You can choose to enable UEFI secure boot enforcement, or disable a previously enabled UEFI secure boot enforcement. You must use ESXCLI to change the setting in the TPM on the ESXi host.

This task applies only to ESXi hosts that have a TPM. UEFI Secure boot is a firmware setting for ensuring that the software launched by the firmware is trusted. To learn more, see UEFI Secure Boot for ESXi Hosts. The enablement of UEFI Secure boot can be enforced upon every boot by using the TPM.

Prerequisites

  • Have access to the ESXCLI command set. You can run ESXCLI commands remotely, or run them in the ESXi Shell.
  • Required privilege for using ESXCLI standalone version or through PowerCLI: Host.Config.Settings

Procedure

  1. List the current settings on the ESXi host.
    esxcli system settings encryption get
       Mode: TPM
       Require Executables Only From Installed VIBs: false
       Require Secure Boot: true
    If secure boot enforcement is enabled, Require Secure Boot displays true. If secure boot enforcement is disabled, Require Secure Boot displays false.
    If Mode appears as NONE, you must enable the TPM in the host's firmware and set the mode by running the following command:
    esxcli system settings encryption set --mode=TPM
  2. Enable or disable the secure boot enforcement.
    Option Description
    Enable
    1. Shut down the host gracefully.

      For example, right-click the ESXi host in the vSphere Client and select Power > Shut Down.

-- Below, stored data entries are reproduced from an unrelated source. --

//! Atomic file replacement

use std::fs::File;
use std::io::{self, BufWriter, Write};
use std::path::Path;

use tempfile::NamedTempFile;

use crate::error::{PrestepsError, Result};

/// Write `bytes` to `path` atomically
pub fn write_atomic(path: &Path, bytes: &[u8]) -> Result<()> {
    write_atomic_with(path, |writer| writer.write_all(bytes))
}

/// Stream content into a temporary file in the destination directory and
/// rename it over `path` once `write` succeeded and the data is synced.
/// On any failure the temporary file is removed and `path` is either
/// absent or still holds its previous content.
pub fn write_atomic_with<F>(path: &Path, write: F) -> Result<()>
where
    F: FnOnce(&mut BufWriter<&File>) -> io::Result<()>,
{
    let write_error = |source| PrestepsError::Write {
        path: path.to_path_buf(),
        source,
    };

    let parent = match path.parent() {
        Some(parent) if !parent.as_os_str().is_empty() => parent,
        _ => Path::new("."),
    };

    let temp_file = NamedTempFile::new_in(parent).map_err(write_error)?;
    {
        let mut writer = BufWriter::new(temp_file.as_file());
        write(&mut writer).map_err(write_error)?;
        writer.flush().map_err(write_error)?;
    }
    temp_file.as_file().sync_all().map_err(write_error)?;

    temp_file.persist(path).map_err(|e| write_error(e.error))?;
    Ok(())
}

    2. Enable secure boot in the firmware of the host.

      See your specific vendor hardware documentation.

    3. Restart the host.
    4. Run the following ESXCLI command.
      esxcli system settings encryption set --require-secure-boot=T
    5. Verify the change.
      esxcli system settings encryption get
         Mode: TPM
         Require Executables Only From Installed VIBs: false
         Require Secure Boot: true

      Confirm that Required Secure Boot displays true.

    6. To save the setting, run the following command.
      /bin/backup.sh 0
    Disable
    1. Run the following ESXCLI command.
      esxcli system settings encryption set --require-secure-boot=F
    2. Verify the change.
      esxcli system settings encryption get
         Mode: TPM
         Require Executables Only From Installed VIBs: false
         Require Secure Boot: false

      Confirm that Require Secure Boot displays false.

    3. To save the setting, run the following command.
      /bin/backup.sh 0

      You can choose to disable the secure boot in the firmware of the host, but at this point the dependency between the firmware setting and the TPM enforcement is no longer set.

Results

The ESXi host runs with secure boot enforcement enabled or disabled, depending on your choice.
Note:
If you do not activate a TPM when you install or upgrade to vSphere 7.0 Update 2 or later, you can do so later with the following command.
esxcli system settings encryption set --mode=TPM
Once you have activated the TPM, you cannot undo the setting.

The esxcli system settings encryption set command fails on some TPMs even when the TPM is enabled for the host.

  • In vSphere 7.0 Update 2: TPMs from NationZ (NTZ), Infineon Technologies (IFX), and certain new models (like NPCT75x) from Nuvoton Technologies Corporation (NTC)
  • In vSphere 7.0 Update 3: TPMs from NationZ (NTZ)

If an installation or upgrade of vSphere 7.0 Update 2 or later is unable to use the TPM during the first boot, the installation or upgrade continues, and the mode defaults to NONE (that is, --mode=NONE). The resulting behavior is as though the TPM is not activated.